We call it a "cabin" but it is really an circa 1900 house which started out as a log home built from the logs cut to clear the home site. I have deeds that go back to 1910. It has been added on to and modernized over the years. It sits on a pretty site well back from the road and is still pretty rustic. My wife says she will move up there permanently if we bulldoze it down and use the land as a new building site :(.
After mowing my hayfield I met a fellow SRTU member to try some fishing. We did not have high expectations because the weather had gone from summer to a frigid and windy spring day when a cold front blew through the area. Both of us are too old to be involved in the "mothers day" thing so decided to celebrate in our own way.
First fish of the day did not look anything like what we were after. On the other hand, this little chub or dace indicated there was food in the water which just might help grown a nice size trout.
Things started looking up when this nice brown trout sipped the non-descript stimulator which I was using for a strike indicator. I have gone full circle from first using a buoyant dry fly as a strike indicator to using a small section of egg glow yarn and now back to the buoyant fly. I recently read of a new way (new to me anyway), to attach your indicator fly so that it does not get all tangled up - You thread the fly on your leader before tying on the last section of tippet. Do not tie the fly in with a regular knot - instead tie your last section of tippet on with a double surgeons knot. The indicator fly slides down and remain against the double surgeons knot. Now tie on your dropper fly.
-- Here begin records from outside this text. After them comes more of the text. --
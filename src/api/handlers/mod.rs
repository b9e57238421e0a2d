//! REST endpoint handlers organized by resource.

pub mod quiz;
pub mod system;

use axum::Router;

use crate::app_state::AppState;

/// Composes all resource routes under `/quiz`.
pub fn routes() -> Router<AppState> {
    Router::new().merge(quiz::routes())
}
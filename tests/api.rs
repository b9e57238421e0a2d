//! End-to-end tests over a real TCP socket against the in-memory store.

#![allow(clippy::unwrap_used, clippy::panic)]

use std::net::SocketAddr;
use std::sync::Arc;

use quiz_service::api::dto::{AnswerResponse, ChoiceResponse, QuestionResponse};
use quiz_service::app_state::AppState;
use quiz_service::build_app;
use quiz_service::persistence::MemoryQuizStore;
use reqwest::StatusCode;
use serde_json::json;

async fn spawn_server() -> SocketAddr {
    let app = build_app(AppState::new(Arc::new(MemoryQuizStore::new())));
    let listener = tokio::net::TcpListener::bind("127.0.0.1:0").await.unwrap();
    let addr = listener.local_addr().unwrap();
    tokio::spawn(async move {
        axum::serve(listener, app).await.unwrap();
    });
    addr
}

#[tokio::test]
async fn question_lifecycle_over_http() {
    let addr = spawn_server().await;
    let client = reqwest::Client::new();
    let base = format!("http://{addr}/quiz/questions");

    let response = client
        .post(&base)
        .json(&json!({
            "question_text": "2+2=?",
            "choices": [
                {"choice_text": "4", "is_correct": true},
                {"choice_text": "5", "is_correct": false},
            ],
        }))
        .send()
        .await
        .unwrap();
    assert_eq!(response.status(), StatusCode::CREATED);
    let created: QuestionResponse = response.json().await.unwrap();
    let texts: Vec<&str> = created
        .choices
        .iter()
        .map(|c| c.choice_text.as_str())
        .collect();
    assert_eq!(texts, ["4", "5"]);

    let Some(right) = created.choices.iter().find(|c| c.is_correct) else {
        panic!("created question lost its correct choice");
    };
    let Some(wrong) = created.choices.iter().find(|c| !c.is_correct) else {
        panic!("created question lost its wrong choice");
    };

    let duplicate = client
        .post(&base)
        .json(&json!({"question_text": "2+2=?", "choices": []}))
        .send()
        .await
        .unwrap();
    assert_eq!(duplicate.status(), StatusCode::CONFLICT);

    let fetched: QuestionResponse = client
        .get(format!("{base}/{}", created.id))
        .send()
        .await
        .unwrap()
        .json()
        .await
        .unwrap();
    assert_eq!(fetched, created);

    let answer: ChoiceResponse = client
        .get(format!("{base}/{}/answer", created.id))
        .send()
        .await
        .unwrap()
        .json()
        .await
        .unwrap();
    assert_eq!(&answer, right);

    let verdict: AnswerResponse = client
        .get(format!("{base}/{}/answer/{}", created.id, wrong.id))
        .send()
        .await
        .unwrap()
        .json()
        .await
        .unwrap();
    assert!(!verdict.is_correct);
    assert_eq!(verdict.message, "NO!");

    let missing = client.get(format!("{base}/4242")).send().await.unwrap();
    assert_eq!(missing.status(), StatusCode::NOT_FOUND);
}

#[tokio::test]
async fn concurrent_distinct_creates_all_succeed() {
    let addr = spawn_server().await;
    let client = reqwest::Client::new();
    let base = format!("http://{addr}/quiz/questions");

    let handles: Vec<_> = (0..10)
        .map(|i| {
            let client = client.clone();
            let base = base.clone();
            tokio::spawn(async move {
                client
                    .post(&base)
                    .json(&json!({"question_text": format!("{i}+{i}=?"), "choices": []}))
                    .send()
                    .await
                    .map(|r| r.status())
            })
        })
        .collect();

    for handle in handles {
        assert_eq!(handle.await.unwrap().unwrap(), StatusCode::CREATED);
    }

    let all: Vec<QuestionResponse> = client.get(&base).send().await.unwrap().json().await.unwrap();
    assert_eq!(all.len(), 10);
}
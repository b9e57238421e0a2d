//! quiz-service server entry point.
//!
//! Loads configuration, prepares the question store, and starts the Axum
//! HTTP server.

use std::sync::Arc;

use tracing_subscriber::EnvFilter;

use quiz_service::app_state::AppState;
use quiz_service::build_app;
use quiz_service::config::{LogFormat, QuizConfig};
use quiz_service::persistence::{MemoryQuizStore, PostgresQuizStore, QuizStore};

#[tokio::main]
async fn main() -> anyhow::Result<()> {
    // Load configuration
    let config = QuizConfig::from_env()?;

    // Initialize tracing
    let filter = EnvFilter::try_from_default_env().unwrap_or_else(|_| EnvFilter::new("info"));
    match config.log_format {
        LogFormat::Json => tracing_subscriber::fmt()
            .json()
            .with_env_filter(filter)
            .init(),
        LogFormat::Text => tracing_subscriber::fmt().with_env_filter(filter).init(),
    }

    tracing::info!(addr = %config.listen_addr, "starting quiz-service");

    // Build persistence layer
    let store: Arc<dyn QuizStore> = if config.persistence_enabled {
        Arc::new(PostgresQuizStore::connect(&config).await?)
    } else {
        tracing::warn!("persistence disabled; questions are kept in memory");
        Arc::new(MemoryQuizStore::new())
    };
    store.initialize().await?;
    tracing::info!(healthy = store.health_check().await, "database health check");

    // Build router
    let app = build_app(AppState::new(store));

    // Start server
    let listener = tokio::net::TcpListener::bind(config.listen_addr).await?;
    tracing::info!(addr = %config.listen_addr, "server listening");

    axum::serve(listener, app).await?;

    Ok(())
}
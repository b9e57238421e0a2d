//! System endpoints: health check and the documentation redirect.

use axum::extract::State;
use axum::http::StatusCode;
use axum::response::{IntoResponse, Redirect};
use axum::routing::get;
use axum::{Json, Router};
use chrono::Utc;
use serde::Serialize;
use utoipa::ToSchema;

use crate::api::openapi::DOCS_PATH;
use crate::app_state::AppState;

/// Health check response.
#[derive(Debug, Serialize, ToSchema)]
struct HealthResponse {
    status: String,
    database: String,
    timestamp: String,
    version: String,
}

/// `GET /health` — Service and database health.
#[utoipa::path(
    get,
    path = "/health",
    tag = "System",
    summary = "Health check",
    description = "Pings the store and reports service health, version, and current timestamp.",
    responses(
        (status = 200, description = "Service is healthy", body = HealthResponse),
        (status = 503, description = "Store is unreachable", body = HealthResponse),
    )
)]
pub async fn health_handler(State(state): State<AppState>) -> impl IntoResponse {
    let database_up = state.quiz_service.health_check().await;
    let (status, label) = if database_up {
        (StatusCode::OK, "healthy")
    } else {
        (StatusCode::SERVICE_UNAVAILABLE, "degraded")
    };
    (
        status,
        Json(HealthResponse {
            status: label.to_string(),
            database: if database_up { "up" } else { "down" }.to_string(),
            timestamp: Utc::now().to_rfc3339(),
            version: env!("CARGO_PKG_VERSION").to_string(),
        }),
    )
}

/// `GET /` — Redirect to the API documentation.
pub async fn root_handler() -> Redirect {
    Redirect::temporary(DOCS_PATH)
}

/// System routes mounted at the root level.
pub fn routes() -> Router<AppState> {
    Router::new()
        .route("/", get(root_handler))
        .route("/health", get(health_handler))
}
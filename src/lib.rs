//! # quiz-service
//!
//! REST service for quiz questions: create a question with its choices,
//! list and fetch questions, look up the correct answer, and grade a
//! submitted answer.
//!
//! ## Architecture
//!
//! ```text
//! Clients (HTTP)
//!     │
//!     ├── REST Handlers + DTOs (api/)
//!     │
//!     ├── QuizService (service/)
//!     │
//!     ├── QuizStore (persistence/)
//!     │     ├── PostgresQuizStore (sqlx)
//!     │     └── MemoryQuizStore
//!     │
//!     └── Question / Choice entities (domain/)
//! ```

pub mod api;
pub mod app_state;
pub mod config;
pub mod domain;
pub mod error;
pub mod persistence;
pub mod service;

use axum::Router;
use tower::ServiceBuilder;
use tower_http::cors::CorsLayer;
use tower_http::trace::TraceLayer;

use crate::app_state::AppState;

/// Builds the full HTTP application with tracing and CORS middleware.
pub fn build_app(state: AppState) -> Router {
    api::build_router()
        .layer(
            ServiceBuilder::new()
                .layer(TraceLayer::new_for_http())
                .layer(CorsLayer::permissive()),
        )
        .with_state(state)
}
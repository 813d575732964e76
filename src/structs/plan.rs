use std::fmt;

/// Kind of service described by a blueprint entry
///
/// Only http facing web services are supported.
#[derive(Serialize, Deserialize, Clone, Copy, Debug, PartialEq, Eq)]
#[serde(rename_all = "lowercase")]
pub enum ServiceType {
    Web,
}

impl fmt::Display for ServiceType {
    fn fmt(&self, f: &mut fmt::Formatter) -> fmt::Result {
        match self {
            ServiceType::Web => write!(f, "web service"),
        }
    }
}

/// Billing and resource tier of a service
#[derive(Serialize, Deserialize, Clone, Copy, Debug, PartialEq, Eq)]
#[serde(rename_all = "snake_case")]
pub enum Plan {
    Free,
    Starter,
    Standard,
    Pro,
    ProPlus,
    ProMax,
    ProUltra,
}

impl Default for Plan {
    fn default() -> Self { Plan::Starter }
}

impl Plan {
    /// Whether the platform allows attaching persistent disks on this tier
    pub fn supports_disks(self) -> bool {
        self != Plan::Free
    }
}

impl fmt::Display for Plan {
    fn fmt(&self, f: &mut fmt::Formatter) -> fmt::Result {
        let s = match self {
            Plan::Free => "free",
            Plan::Starter => "starter",
            Plan::Standard => "standard",
            Plan::Pro => "pro",
            Plan::ProPlus => "pro_plus",
            Plan::ProMax => "pro_max",
            Plan::ProUltra => "pro_ultra",
        };
        write!(f, "{}", s)
    }
}
use std::fs::File;
use std::io::prelude::*;
use std::path::Path;

use serde_yaml::Value;

use super::{ErrorKind, Result};
use crate::invalid;
use crate::manifest::{Blueprint, ServiceDescriptor, REQUIRED_KEYS};

/// Blueprints backed by a file on disk
impl Blueprint {
    /// Read and verify every service in a blueprint file
    pub fn load<P: AsRef<Path>>(path: P) -> Result<Blueprint> {
        let path = path.as_ref();
        trace!("Using blueprint in {}", path.display());
        if !path.exists() {
            bail!("Blueprint file {} does not exist", path.display())
        }
        let origin = path.display().to_string();
        let mut f = File::open(path)?;
        let mut buf = Vec::new();
        f.read_to_end(&mut buf)?;
        let data = String::from_utf8(buf)
            .map_err(|e| ErrorKind::ParseError(origin.clone(), format!("not valid utf-8: {}", e)))?;
        let bp = parse(&data, &origin)?;
        debug!("Loaded {} service(s) from {}", bp.services.len(), path.display());
        Ok(bp)
    }

    /// Serialize the blueprint back to yaml
    pub fn render(&self) -> Result<String> {
        Ok(serde_yaml::to_string(self)?)
    }
}

/// Read a blueprint file holding exactly one service
///
/// Fails with a `ParseError` when the file is not well-formed yaml matching
/// the blueprint schema, and with a `ValidationError` when any invariant of
/// the service is violated.
pub fn load<P: AsRef<Path>>(path: P) -> Result<ServiceDescriptor> {
    Blueprint::load(path)?.into_single()
}

/// Serialize a single service into a blueprint document
///
/// Inverse of `load`.
pub fn render(svc: &ServiceDescriptor) -> Result<String> {
    Blueprint::new(vec![svc.clone()]).render()
}

/// Parse and verify a blueprint held in memory
///
/// `origin` names the document in errors, typically its path.
pub fn parse(data: &str, origin: &str) -> Result<Blueprint> {
    if data.trim().is_empty() {
        bail!(ErrorKind::ParseError(origin.into(), "document is empty".into()));
    }
    // untyped first so that missing keys are reported as such
    let raw: Value = serde_yaml::from_str(data).map_err(|e| parse_error(origin, &e))?;
    check_required(&raw)?;

    let bp: Blueprint = serde_yaml::from_str(data).map_err(|e| parse_error(origin, &e))?;
    bp.verify()?;
    Ok(bp)
}

fn parse_error(origin: &str, e: &serde_yaml::Error) -> ErrorKind {
    ErrorKind::ParseError(origin.into(), e.to_string())
}

/// Check every service entry carries the required keys
///
/// Entries of the wrong shape are left to the typed parse.
fn check_required(raw: &Value) -> Result<()> {
    let services = raw.as_mapping()
        .and_then(|m| m.get(&Value::String("services".into())))
        .and_then(Value::as_sequence);
    let services = match services {
        Some(s) => s,
        None => return Ok(()),
    };
    for (i, svc) in services.iter().enumerate() {
        let map = match svc.as_mapping() {
            Some(m) => m,
            None => continue,
        };
        for keys in REQUIRED_KEYS {
            let present = keys.iter().any(|k| map.contains_key(&Value::String(k.to_string())));
            if !present {
                bail!(invalid(format!("services[{}].{}", i, keys[0]), "missing required field"));
            }
        }
    }
    Ok(())
}

#[cfg(test)]
mod tests {
    use super::parse;
    use crate::ErrorKind;

    const MINIMAL: &str = r#"
services:
- type: web
  name: echo
  env: node
  buildCommand: npm ci
  startCommand: node index.js
  healthCheckPath: /healthz
"#;

    #[test]
    fn minimal_defaults() {
        let bp = parse(MINIMAL, "minimal").unwrap();
        let svc = &bp.services[0];
        assert!(svc.autoDeploy);
        assert_eq!(svc.plan, crate::structs::Plan::Starter);
        assert!(svc.envVars.is_empty());
        assert!(svc.disk.is_none());
    }

    #[test]
    fn runtime_alias() {
        let doc = MINIMAL.replace("env: node", "runtime: node");
        let bp = parse(&doc, "alias").unwrap();
        assert_eq!(bp.services[0].env, "node");
    }

    #[test]
    fn missing_field_is_a_validation_error() {
        let doc = MINIMAL.replace("  healthCheckPath: /healthz\n", "");
        let err = parse(&doc, "missing").unwrap_err();
        match err.kind() {
            ErrorKind::ValidationError(field, reason) => {
                assert_eq!(field, "services[0].healthCheckPath");
                assert_eq!(reason, "missing required field");
            }
            k => panic!("unexpected error {:?}", k),
        }
    }

    #[test]
    fn malformed_yaml_reports_a_line() {
        let err = parse("services:\n- type: web\n  name: [unclosed\n", "broken.yaml").unwrap_err();
        match err.kind() {
            ErrorKind::ParseError(origin, reason) => {
                assert_eq!(origin, "broken.yaml");
                assert!(reason.contains("line"), "no line in {}", reason);
            }
            k => panic!("unexpected error {:?}", k),
        }
    }

    #[test]
    fn unknown_keys_are_rejected() {
        let doc = MINIMAL.replace("  healthCheckPath: /healthz", "  healthCheckPath: /healthz\n  healthcheckPath: /h");
        let err = parse(&doc, "typo").unwrap_err();
        assert!(matches!(err.kind(), ErrorKind::ParseError(..)));
    }

    #[test]
    fn unsupported_type_is_a_parse_error() {
        let doc = MINIMAL.replace("type: web", "type: worker");
        let err = parse(&doc, "worker").unwrap_err();
        assert!(matches!(err.kind(), ErrorKind::ParseError(..)));
    }

    #[test]
    fn empty_documents() {
        let err = parse("  \n", "empty").unwrap_err();
        assert!(matches!(err.kind(), ErrorKind::ParseError(..)));
        let err = parse("services: []\n", "none").unwrap_err();
        assert!(matches!(err.kind(), ErrorKind::ValidationError(..)));
    }
}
Works like a charm.
You can even get adventurous by adding another dropper to the excess material left over from tying on the first dropper - all of this gives you three flies in the water which offers the fish a variety to choose from. It also makes for a big mess if you are not careful with your casting o-o.
Between the two of us we caught a dozen that looked about like this. We also LDR'rd several just plain miss quite a few. I even got broke off on what seemed like a good fish. Had him for about a minute but he never came to the top. The rod went straight and he went the other way with my favorite fly in his mouth.
not half bad!
That's a nice place you got there Al. Nice feesh too.
Don't tear it down!
Quote from: Transylwader on June 03, 2011, 21:56:17 PMThe Davidson. It's full of wild fish.
Glad you caught some, Al! Did you see any bugs?
Happy to see you back on your "home waters".
Wish I knew how to find the creek where I caught my forst trout.
C'mon Al, you listen to the wife, it's all gonna get outta control...
Thats a durn nice posse you got there man. Keep it, I'd like to see this haunt!
BTW, Nice browns!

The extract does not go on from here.